[Dataset entries]
*** Begin section ***

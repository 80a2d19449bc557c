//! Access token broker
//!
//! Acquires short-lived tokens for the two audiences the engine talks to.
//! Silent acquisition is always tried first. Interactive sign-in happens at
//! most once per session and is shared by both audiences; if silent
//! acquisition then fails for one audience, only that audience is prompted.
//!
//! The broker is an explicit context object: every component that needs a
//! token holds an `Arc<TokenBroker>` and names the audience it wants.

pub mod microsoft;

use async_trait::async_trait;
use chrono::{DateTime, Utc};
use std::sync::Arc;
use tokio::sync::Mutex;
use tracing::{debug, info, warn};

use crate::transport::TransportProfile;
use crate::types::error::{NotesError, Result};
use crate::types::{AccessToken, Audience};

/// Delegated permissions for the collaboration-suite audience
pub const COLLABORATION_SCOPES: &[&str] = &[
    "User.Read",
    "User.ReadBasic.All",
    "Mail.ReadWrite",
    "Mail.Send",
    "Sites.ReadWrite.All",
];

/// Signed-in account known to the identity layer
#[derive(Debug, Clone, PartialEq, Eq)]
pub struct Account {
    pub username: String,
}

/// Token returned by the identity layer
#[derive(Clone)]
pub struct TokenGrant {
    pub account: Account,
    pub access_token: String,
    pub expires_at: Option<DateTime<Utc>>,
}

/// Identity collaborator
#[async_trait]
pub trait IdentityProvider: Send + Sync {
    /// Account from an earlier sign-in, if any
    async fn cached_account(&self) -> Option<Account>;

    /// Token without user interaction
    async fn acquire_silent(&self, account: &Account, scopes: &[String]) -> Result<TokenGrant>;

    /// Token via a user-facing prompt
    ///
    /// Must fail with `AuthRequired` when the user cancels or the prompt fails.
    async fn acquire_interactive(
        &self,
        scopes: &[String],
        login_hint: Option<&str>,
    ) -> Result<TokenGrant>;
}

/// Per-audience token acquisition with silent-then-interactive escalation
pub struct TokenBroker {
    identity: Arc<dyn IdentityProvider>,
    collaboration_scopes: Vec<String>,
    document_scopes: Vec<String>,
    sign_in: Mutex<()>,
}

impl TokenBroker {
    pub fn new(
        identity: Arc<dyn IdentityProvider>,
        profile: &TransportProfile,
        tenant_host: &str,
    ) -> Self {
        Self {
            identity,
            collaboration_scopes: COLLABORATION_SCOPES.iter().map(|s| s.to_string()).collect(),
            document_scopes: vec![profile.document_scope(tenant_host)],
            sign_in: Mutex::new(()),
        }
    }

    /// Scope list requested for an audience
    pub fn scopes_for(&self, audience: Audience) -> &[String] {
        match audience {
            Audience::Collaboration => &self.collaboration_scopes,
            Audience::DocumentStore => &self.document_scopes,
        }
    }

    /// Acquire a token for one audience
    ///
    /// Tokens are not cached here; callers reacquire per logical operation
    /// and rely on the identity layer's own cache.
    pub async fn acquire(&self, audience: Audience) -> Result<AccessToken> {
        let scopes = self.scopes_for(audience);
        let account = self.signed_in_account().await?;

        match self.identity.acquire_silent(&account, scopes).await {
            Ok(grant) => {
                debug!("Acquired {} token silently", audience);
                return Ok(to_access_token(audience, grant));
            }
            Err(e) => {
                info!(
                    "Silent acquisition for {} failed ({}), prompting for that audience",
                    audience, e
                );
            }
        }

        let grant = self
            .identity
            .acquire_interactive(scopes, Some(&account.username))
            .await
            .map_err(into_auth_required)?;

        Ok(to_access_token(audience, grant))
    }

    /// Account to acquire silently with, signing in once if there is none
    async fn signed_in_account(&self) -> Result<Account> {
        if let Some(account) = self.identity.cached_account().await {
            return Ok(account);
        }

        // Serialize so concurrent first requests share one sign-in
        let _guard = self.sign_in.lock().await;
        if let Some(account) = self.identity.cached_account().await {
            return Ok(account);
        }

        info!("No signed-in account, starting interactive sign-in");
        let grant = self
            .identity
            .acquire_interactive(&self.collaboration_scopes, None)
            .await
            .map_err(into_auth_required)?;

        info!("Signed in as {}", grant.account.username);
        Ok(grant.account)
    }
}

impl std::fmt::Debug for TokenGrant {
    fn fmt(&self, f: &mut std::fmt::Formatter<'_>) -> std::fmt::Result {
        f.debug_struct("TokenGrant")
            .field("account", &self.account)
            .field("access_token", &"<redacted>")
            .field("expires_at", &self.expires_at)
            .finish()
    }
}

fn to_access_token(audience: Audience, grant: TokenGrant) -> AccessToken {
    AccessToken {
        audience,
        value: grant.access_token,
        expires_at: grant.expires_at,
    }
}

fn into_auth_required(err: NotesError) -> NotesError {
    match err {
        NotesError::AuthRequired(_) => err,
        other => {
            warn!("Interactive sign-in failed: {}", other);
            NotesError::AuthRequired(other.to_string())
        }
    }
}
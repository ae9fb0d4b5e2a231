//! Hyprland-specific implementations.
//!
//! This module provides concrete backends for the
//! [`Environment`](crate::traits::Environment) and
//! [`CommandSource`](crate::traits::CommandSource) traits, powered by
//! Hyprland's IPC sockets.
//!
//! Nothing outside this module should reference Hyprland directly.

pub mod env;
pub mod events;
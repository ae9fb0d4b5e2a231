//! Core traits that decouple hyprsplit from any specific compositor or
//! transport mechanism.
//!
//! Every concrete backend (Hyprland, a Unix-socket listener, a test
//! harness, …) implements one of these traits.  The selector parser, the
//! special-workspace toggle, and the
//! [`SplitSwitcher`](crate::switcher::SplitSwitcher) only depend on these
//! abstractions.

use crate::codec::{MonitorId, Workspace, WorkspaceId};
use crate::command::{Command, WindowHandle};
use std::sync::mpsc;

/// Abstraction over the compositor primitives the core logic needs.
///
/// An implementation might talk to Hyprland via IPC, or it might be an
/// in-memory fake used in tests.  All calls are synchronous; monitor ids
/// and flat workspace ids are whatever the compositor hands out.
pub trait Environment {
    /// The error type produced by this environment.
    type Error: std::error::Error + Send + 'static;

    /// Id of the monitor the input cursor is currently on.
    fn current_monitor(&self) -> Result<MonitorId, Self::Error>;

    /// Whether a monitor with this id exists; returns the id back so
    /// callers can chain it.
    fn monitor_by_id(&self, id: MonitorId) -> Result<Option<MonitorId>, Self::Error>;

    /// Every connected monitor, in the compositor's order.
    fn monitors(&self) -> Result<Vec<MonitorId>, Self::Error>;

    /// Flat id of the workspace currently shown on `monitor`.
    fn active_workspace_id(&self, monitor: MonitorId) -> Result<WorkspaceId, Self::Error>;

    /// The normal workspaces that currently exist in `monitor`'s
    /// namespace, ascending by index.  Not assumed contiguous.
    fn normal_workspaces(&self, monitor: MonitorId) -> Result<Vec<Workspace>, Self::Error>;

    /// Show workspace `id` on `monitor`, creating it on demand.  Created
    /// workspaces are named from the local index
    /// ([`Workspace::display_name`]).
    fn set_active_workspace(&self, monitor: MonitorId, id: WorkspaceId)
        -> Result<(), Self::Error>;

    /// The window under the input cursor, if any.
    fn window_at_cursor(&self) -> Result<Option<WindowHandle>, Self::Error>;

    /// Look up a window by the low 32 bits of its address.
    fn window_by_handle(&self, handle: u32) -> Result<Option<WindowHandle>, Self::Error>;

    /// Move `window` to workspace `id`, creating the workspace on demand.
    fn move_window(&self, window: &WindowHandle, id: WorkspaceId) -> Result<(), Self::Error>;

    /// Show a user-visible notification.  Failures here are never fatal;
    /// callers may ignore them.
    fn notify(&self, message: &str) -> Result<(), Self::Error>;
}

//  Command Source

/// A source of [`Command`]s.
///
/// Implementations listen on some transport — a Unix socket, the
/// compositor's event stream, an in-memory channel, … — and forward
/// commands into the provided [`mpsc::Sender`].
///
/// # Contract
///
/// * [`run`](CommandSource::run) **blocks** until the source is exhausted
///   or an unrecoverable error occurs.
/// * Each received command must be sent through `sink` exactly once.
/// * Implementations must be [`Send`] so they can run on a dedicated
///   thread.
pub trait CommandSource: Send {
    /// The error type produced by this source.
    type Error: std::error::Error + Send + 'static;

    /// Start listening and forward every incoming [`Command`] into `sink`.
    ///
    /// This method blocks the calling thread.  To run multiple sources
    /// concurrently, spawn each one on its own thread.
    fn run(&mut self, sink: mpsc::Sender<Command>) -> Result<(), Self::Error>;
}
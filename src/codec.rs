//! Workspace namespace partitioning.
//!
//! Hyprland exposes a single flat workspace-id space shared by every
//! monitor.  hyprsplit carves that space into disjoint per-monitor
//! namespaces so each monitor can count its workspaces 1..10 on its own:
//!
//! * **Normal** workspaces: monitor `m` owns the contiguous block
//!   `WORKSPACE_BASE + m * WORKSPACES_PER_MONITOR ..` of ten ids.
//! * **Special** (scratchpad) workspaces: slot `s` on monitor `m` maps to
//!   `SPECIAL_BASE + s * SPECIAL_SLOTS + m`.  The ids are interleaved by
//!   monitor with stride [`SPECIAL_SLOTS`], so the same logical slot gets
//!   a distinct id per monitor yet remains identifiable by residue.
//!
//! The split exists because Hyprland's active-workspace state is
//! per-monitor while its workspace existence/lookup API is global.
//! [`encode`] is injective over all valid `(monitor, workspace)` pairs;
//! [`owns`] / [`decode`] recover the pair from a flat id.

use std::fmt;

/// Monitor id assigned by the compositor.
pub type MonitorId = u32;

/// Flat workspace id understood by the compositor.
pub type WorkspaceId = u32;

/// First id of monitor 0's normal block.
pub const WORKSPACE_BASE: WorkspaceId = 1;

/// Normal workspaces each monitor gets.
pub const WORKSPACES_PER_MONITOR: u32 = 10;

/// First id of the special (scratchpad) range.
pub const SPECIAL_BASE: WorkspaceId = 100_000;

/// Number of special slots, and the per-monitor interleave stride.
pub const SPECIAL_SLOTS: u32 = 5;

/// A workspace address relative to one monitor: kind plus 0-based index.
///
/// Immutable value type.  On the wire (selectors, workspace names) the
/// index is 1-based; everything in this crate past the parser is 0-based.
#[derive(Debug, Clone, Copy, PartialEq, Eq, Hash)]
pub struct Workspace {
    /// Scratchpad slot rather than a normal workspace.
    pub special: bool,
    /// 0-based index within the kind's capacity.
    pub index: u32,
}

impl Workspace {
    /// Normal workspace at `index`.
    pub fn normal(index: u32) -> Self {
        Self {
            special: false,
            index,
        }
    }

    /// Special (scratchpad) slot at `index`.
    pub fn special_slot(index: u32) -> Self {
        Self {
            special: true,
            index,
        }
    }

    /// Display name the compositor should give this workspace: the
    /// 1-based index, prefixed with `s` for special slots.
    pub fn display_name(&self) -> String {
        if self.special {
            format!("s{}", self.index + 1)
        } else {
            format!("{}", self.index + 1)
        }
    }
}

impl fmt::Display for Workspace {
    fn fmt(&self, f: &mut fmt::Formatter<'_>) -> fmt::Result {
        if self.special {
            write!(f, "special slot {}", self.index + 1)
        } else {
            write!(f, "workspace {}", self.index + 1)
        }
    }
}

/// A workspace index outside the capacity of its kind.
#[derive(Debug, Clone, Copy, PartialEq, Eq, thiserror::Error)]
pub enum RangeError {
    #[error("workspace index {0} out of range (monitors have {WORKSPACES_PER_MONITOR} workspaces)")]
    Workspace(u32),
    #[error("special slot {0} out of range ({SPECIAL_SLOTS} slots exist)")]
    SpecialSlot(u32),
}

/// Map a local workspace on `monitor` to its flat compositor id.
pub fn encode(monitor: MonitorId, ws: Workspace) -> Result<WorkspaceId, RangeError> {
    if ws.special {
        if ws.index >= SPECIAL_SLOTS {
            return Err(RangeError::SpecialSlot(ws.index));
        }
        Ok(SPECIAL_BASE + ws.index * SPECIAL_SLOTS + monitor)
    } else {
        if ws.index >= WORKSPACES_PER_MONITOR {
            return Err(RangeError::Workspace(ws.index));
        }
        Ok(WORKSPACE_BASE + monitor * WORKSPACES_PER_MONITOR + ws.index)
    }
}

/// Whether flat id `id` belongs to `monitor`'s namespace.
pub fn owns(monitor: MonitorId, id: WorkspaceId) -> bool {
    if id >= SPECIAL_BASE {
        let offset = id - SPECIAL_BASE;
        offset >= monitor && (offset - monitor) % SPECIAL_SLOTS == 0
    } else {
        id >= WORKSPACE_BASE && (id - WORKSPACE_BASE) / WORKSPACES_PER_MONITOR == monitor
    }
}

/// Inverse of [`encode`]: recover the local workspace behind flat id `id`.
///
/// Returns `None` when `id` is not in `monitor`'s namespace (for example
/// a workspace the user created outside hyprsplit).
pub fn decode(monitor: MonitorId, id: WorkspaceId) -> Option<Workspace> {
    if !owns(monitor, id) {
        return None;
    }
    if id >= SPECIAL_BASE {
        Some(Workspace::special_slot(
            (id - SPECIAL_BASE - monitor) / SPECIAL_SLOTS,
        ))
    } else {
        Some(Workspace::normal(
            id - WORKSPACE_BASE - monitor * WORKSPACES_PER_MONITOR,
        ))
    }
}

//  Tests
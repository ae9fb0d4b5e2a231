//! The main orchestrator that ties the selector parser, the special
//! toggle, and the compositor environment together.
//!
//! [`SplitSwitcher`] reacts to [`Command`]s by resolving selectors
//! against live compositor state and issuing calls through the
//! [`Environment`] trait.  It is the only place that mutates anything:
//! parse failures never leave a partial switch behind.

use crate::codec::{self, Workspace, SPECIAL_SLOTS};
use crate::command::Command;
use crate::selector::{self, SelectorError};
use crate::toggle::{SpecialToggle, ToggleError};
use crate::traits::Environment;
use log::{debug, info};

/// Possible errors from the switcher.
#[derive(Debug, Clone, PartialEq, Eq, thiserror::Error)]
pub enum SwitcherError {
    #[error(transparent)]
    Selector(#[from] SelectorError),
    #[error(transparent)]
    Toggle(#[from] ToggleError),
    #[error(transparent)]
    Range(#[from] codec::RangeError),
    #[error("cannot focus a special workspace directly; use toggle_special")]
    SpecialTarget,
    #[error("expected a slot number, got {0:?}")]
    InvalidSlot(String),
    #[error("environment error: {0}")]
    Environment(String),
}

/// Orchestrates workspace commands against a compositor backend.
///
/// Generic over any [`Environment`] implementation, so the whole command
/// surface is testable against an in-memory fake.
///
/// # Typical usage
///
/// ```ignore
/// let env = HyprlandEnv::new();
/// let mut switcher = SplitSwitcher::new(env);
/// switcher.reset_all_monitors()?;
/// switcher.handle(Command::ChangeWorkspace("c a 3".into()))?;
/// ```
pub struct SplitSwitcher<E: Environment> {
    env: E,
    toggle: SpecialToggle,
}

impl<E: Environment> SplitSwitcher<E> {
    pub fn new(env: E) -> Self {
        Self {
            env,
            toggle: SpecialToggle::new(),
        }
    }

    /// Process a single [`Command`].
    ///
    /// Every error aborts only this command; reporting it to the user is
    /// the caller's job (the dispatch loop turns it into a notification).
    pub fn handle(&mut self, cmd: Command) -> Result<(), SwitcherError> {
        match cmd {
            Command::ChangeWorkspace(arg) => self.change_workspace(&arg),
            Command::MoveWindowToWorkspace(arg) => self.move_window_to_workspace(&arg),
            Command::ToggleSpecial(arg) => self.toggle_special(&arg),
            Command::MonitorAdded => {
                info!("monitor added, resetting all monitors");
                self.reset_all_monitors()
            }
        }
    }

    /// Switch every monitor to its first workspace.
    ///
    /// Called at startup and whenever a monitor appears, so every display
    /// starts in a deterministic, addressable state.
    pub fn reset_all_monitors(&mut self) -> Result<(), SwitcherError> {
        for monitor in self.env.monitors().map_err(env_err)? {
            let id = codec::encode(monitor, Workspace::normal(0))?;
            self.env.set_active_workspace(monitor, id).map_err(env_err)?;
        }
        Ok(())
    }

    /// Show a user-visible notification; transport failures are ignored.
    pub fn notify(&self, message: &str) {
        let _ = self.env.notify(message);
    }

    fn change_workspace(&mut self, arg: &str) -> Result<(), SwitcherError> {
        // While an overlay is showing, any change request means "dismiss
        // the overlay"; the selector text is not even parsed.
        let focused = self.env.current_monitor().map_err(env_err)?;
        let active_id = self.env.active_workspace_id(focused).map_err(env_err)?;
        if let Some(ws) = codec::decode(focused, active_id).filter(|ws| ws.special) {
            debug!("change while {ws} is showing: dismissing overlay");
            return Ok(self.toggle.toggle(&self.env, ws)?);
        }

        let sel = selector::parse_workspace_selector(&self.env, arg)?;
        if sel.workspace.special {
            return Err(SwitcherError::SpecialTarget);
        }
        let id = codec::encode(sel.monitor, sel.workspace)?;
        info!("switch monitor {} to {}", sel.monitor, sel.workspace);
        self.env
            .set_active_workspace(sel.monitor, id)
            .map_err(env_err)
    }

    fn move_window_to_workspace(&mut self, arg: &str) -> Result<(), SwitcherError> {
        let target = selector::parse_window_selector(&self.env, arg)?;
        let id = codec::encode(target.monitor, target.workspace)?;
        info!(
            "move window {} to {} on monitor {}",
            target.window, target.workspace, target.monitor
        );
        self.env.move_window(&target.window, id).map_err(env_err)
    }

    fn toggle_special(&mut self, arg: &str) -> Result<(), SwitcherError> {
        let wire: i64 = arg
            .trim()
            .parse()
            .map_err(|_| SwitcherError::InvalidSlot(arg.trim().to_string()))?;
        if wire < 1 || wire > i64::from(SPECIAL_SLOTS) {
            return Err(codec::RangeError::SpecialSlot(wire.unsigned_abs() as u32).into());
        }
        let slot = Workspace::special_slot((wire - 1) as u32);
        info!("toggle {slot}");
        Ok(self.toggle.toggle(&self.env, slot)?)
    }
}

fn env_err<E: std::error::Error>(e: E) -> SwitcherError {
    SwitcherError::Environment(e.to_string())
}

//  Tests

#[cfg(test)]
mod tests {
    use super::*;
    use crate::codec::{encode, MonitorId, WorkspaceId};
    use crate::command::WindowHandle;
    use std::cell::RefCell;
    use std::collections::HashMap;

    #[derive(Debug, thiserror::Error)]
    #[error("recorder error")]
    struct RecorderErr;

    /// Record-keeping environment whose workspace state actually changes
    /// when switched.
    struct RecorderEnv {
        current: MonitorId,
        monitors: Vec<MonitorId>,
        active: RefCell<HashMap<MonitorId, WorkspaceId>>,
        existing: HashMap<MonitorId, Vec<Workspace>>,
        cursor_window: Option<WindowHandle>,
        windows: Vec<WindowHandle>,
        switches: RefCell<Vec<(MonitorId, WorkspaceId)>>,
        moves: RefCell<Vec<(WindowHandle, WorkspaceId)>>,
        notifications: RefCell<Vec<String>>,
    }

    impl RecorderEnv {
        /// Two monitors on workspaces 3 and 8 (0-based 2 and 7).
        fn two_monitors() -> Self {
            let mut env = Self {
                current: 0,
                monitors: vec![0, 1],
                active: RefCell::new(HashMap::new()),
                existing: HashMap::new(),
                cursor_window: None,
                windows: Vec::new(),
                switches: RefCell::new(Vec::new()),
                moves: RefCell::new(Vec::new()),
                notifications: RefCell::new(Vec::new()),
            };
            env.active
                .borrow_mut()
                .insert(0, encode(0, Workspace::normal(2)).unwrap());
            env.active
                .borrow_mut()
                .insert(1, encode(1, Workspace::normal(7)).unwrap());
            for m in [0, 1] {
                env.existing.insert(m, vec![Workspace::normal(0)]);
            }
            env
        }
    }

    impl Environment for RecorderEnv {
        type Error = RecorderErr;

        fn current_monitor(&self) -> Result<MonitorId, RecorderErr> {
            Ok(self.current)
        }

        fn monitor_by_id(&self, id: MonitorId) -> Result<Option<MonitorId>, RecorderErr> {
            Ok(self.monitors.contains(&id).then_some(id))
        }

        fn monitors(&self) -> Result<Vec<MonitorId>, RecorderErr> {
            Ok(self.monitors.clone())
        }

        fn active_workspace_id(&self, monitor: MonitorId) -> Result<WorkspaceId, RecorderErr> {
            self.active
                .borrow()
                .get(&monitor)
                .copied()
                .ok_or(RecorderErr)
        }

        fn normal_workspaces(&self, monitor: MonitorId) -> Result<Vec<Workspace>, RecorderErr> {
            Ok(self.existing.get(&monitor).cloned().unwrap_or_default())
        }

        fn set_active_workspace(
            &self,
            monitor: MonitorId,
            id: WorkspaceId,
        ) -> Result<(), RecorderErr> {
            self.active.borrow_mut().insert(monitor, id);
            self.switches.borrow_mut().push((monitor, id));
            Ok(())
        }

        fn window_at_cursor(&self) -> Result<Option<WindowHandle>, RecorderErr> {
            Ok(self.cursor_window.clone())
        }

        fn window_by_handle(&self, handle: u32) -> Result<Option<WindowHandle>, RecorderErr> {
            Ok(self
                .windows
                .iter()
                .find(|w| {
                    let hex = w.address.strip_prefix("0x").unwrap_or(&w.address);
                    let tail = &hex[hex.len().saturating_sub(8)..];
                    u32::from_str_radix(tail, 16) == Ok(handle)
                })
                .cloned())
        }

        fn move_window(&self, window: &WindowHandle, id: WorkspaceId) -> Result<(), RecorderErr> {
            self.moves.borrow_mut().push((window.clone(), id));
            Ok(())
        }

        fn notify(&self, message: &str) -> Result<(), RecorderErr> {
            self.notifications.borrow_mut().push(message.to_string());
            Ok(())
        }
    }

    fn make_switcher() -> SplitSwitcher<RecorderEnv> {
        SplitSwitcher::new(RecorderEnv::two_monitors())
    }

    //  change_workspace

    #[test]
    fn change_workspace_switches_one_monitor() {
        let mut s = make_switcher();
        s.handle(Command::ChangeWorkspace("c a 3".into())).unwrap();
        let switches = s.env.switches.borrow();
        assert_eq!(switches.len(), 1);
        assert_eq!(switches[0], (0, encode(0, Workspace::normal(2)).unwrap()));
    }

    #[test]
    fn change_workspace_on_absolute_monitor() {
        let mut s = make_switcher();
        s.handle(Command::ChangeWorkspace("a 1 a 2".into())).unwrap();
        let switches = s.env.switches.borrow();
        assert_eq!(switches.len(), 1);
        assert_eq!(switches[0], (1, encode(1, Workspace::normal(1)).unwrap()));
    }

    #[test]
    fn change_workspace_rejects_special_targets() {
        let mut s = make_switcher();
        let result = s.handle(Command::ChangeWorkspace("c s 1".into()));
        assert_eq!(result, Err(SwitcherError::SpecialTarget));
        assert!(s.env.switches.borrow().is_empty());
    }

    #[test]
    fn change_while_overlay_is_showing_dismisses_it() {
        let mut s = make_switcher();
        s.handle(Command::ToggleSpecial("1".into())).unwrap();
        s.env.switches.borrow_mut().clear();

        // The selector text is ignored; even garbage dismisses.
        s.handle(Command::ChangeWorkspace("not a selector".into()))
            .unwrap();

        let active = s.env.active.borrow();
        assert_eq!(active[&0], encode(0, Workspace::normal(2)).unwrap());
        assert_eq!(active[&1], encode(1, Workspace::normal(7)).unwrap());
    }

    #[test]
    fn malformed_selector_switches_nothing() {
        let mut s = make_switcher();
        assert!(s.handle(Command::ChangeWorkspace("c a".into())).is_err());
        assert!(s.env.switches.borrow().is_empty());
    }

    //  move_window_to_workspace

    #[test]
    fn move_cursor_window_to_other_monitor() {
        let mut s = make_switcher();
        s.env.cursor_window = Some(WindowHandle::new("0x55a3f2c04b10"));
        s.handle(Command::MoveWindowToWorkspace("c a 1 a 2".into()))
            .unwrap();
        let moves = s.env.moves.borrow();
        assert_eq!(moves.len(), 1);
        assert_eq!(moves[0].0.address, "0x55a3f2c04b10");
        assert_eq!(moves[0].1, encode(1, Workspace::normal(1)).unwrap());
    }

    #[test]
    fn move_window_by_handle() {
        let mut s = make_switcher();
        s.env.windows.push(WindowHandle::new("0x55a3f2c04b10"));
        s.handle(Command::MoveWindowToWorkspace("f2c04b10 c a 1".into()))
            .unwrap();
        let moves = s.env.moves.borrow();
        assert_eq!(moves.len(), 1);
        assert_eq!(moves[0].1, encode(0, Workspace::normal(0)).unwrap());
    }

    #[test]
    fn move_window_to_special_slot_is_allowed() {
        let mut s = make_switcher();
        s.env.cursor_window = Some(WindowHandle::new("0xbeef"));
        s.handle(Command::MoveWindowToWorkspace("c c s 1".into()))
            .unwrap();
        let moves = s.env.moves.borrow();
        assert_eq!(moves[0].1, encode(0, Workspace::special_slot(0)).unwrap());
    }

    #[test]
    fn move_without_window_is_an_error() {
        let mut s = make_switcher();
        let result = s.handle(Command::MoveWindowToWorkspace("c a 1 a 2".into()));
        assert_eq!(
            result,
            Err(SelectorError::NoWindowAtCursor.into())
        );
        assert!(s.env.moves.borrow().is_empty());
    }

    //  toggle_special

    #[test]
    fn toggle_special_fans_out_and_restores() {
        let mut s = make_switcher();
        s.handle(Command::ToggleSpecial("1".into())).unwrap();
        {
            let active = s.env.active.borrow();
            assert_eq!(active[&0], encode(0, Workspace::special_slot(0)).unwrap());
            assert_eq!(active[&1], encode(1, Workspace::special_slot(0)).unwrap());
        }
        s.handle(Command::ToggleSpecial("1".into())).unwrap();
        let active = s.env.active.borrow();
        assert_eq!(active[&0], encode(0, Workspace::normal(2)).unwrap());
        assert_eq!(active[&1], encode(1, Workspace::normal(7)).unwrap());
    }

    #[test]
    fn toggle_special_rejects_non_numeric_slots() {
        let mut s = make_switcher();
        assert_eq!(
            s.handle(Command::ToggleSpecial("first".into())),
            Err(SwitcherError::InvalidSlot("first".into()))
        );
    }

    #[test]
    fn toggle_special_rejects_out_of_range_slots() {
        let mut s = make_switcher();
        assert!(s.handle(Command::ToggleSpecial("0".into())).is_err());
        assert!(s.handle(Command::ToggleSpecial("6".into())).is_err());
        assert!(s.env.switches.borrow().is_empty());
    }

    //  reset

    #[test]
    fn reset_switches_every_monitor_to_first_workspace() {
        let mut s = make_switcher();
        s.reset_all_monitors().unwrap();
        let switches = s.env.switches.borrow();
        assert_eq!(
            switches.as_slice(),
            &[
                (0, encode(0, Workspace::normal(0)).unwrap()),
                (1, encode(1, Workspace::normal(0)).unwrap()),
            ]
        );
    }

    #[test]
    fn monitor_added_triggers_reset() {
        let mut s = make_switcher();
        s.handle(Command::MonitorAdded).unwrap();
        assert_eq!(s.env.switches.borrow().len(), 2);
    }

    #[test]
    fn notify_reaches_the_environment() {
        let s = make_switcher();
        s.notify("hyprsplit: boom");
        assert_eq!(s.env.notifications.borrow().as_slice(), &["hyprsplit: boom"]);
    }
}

*** End section ***

Exactly as they appear, retype the lines from the start of the records through the line containing "use tokio::sync::Mutex;".

RESPONSE BOX:
repository 80a2d19449bc557c
//! Access token broker
//!
//! Acquires short-lived tokens for the two audiences the engine talks to.
//! Silent acquisition is always tried first. Interactive sign-in happens at
//! most once per session and is shared by both audiences; if silent
//! acquisition then fails for one audience, only that audience is prompted.
//!
//! The broker is an explicit context object: every component that needs a
//! token holds an `Arc<TokenBroker>` and names the audience it wants.

pub mod microsoft;

use async_trait::async_trait;
use chrono::{DateTime, Utc};
use std::sync::Arc;
use tokio::sync::Mutex;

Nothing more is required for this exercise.